### Exercise directions
Report only the number of lines in this material that include "crate".

### Records supplied
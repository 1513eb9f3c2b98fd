//! Window evaluation over per-symbol price baselines

use crate::error::{BotError, Result};
use crate::types::{Candle, ChangeEvent, PriceObservation};
use chrono::{DateTime, Duration, Utc};
use std::collections::HashMap;

/// Evaluates price observations against a lookback window and threshold.
///
/// Supports two measurement strategies behind the same type: a rolling
/// per-symbol baseline sampled at tick cadence ([`observe`]), and a
/// stateless fixed-duration candle comparison ([`observe_candle`]).
/// A deployment uses one or the other, never both.
///
/// [`observe`]: WindowEvaluator::observe
/// [`observe_candle`]: WindowEvaluator::observe_candle
pub struct WindowEvaluator {
    lookback: Duration,
    threshold_pct: f64,
    history: HashMap<String, PriceObservation>,
}

impl WindowEvaluator {
    pub fn new(lookback_minutes: u32, threshold_pct: f64) -> Self {
        Self {
            lookback: Duration::minutes(i64::from(lookback_minutes)),
            threshold_pct,
            history: HashMap::new(),
        }
    }

    /// Evaluate a fresh price sample against the stored baseline.
    ///
    /// The first sample for a symbol only seeds the baseline. Samples
    /// older than the stored baseline are ignored, and samples inside the
    /// lookback window leave the baseline untouched. Once the window has
    /// elapsed the baseline is rebased to the new sample whether or not
    /// the threshold was crossed, so windows never overlap.
    pub fn observe(
        &mut self,
        symbol: &str,
        price: f64,
        now: DateTime<Utc>,
    ) -> Result<Option<ChangeEvent>> {
        if !price.is_finite() {
            return Err(BotError::Evaluation(format!(
                "non-finite price {price} for {symbol}"
            )));
        }

        let Some(baseline) = self.history.get(symbol) else {
            self.rebase(symbol, price, now);
            return Ok(None);
        };

        // Baselines only move forward in time.
        if now < baseline.observed_at {
            return Ok(None);
        }

        let elapsed = now - baseline.observed_at;
        if elapsed < self.lookback {
            return Ok(None);
        }

        let base_price = baseline.price;
        self.rebase(symbol, price, now);

        // A zero base cannot anchor a ratio; the fresh baseline stands.
        if base_price == 0.0 {
            return Ok(None);
        }

        let pct_change = (price - base_price) / base_price * 100.0;
        if pct_change.abs() < self.threshold_pct {
            return Ok(None);
        }

        Ok(Some(ChangeEvent {
            symbol: symbol.to_string(),
            base_price,
            current_price: price,
            pct_change,
            elapsed,
            observed_at: now,
        }))
    }

    /// Evaluate a fixed-duration candle spanning the lookback window.
    ///
    /// Pure with respect to stored state: the provider already anchored
    /// the comparison at the candle open.
    pub fn observe_candle(
        &self,
        symbol: &str,
        candle: &Candle,
        now: DateTime<Utc>,
    ) -> Option<ChangeEvent> {
        if !candle.open.is_finite() || !candle.close.is_finite() || candle.open == 0.0 {
            return None;
        }

        let pct_change = (candle.close - candle.open) / candle.open * 100.0;
        if pct_change.abs() < self.threshold_pct {
            return None;
        }

        Some(ChangeEvent {
            symbol: symbol.to_string(),
            base_price: candle.open,
            current_price: candle.close,
            pct_change,
            elapsed: self.lookback,
            observed_at: now,
        })
    }

    pub fn baseline(&self, symbol: &str) -> Option<&PriceObservation> {
        self.history.get(symbol)
    }

    pub fn tracked_symbols(&self) -> usize {
        self.history.len()
    }

    fn rebase(&mut self, symbol: &str, price: f64, now: DateTime<Utc>) {
        self.history.insert(
            symbol.to_string(),
            PriceObservation {
                symbol: symbol.to_string(),
                price,
                observed_at: now,
            },
        );
    }
}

### Solved exercise
2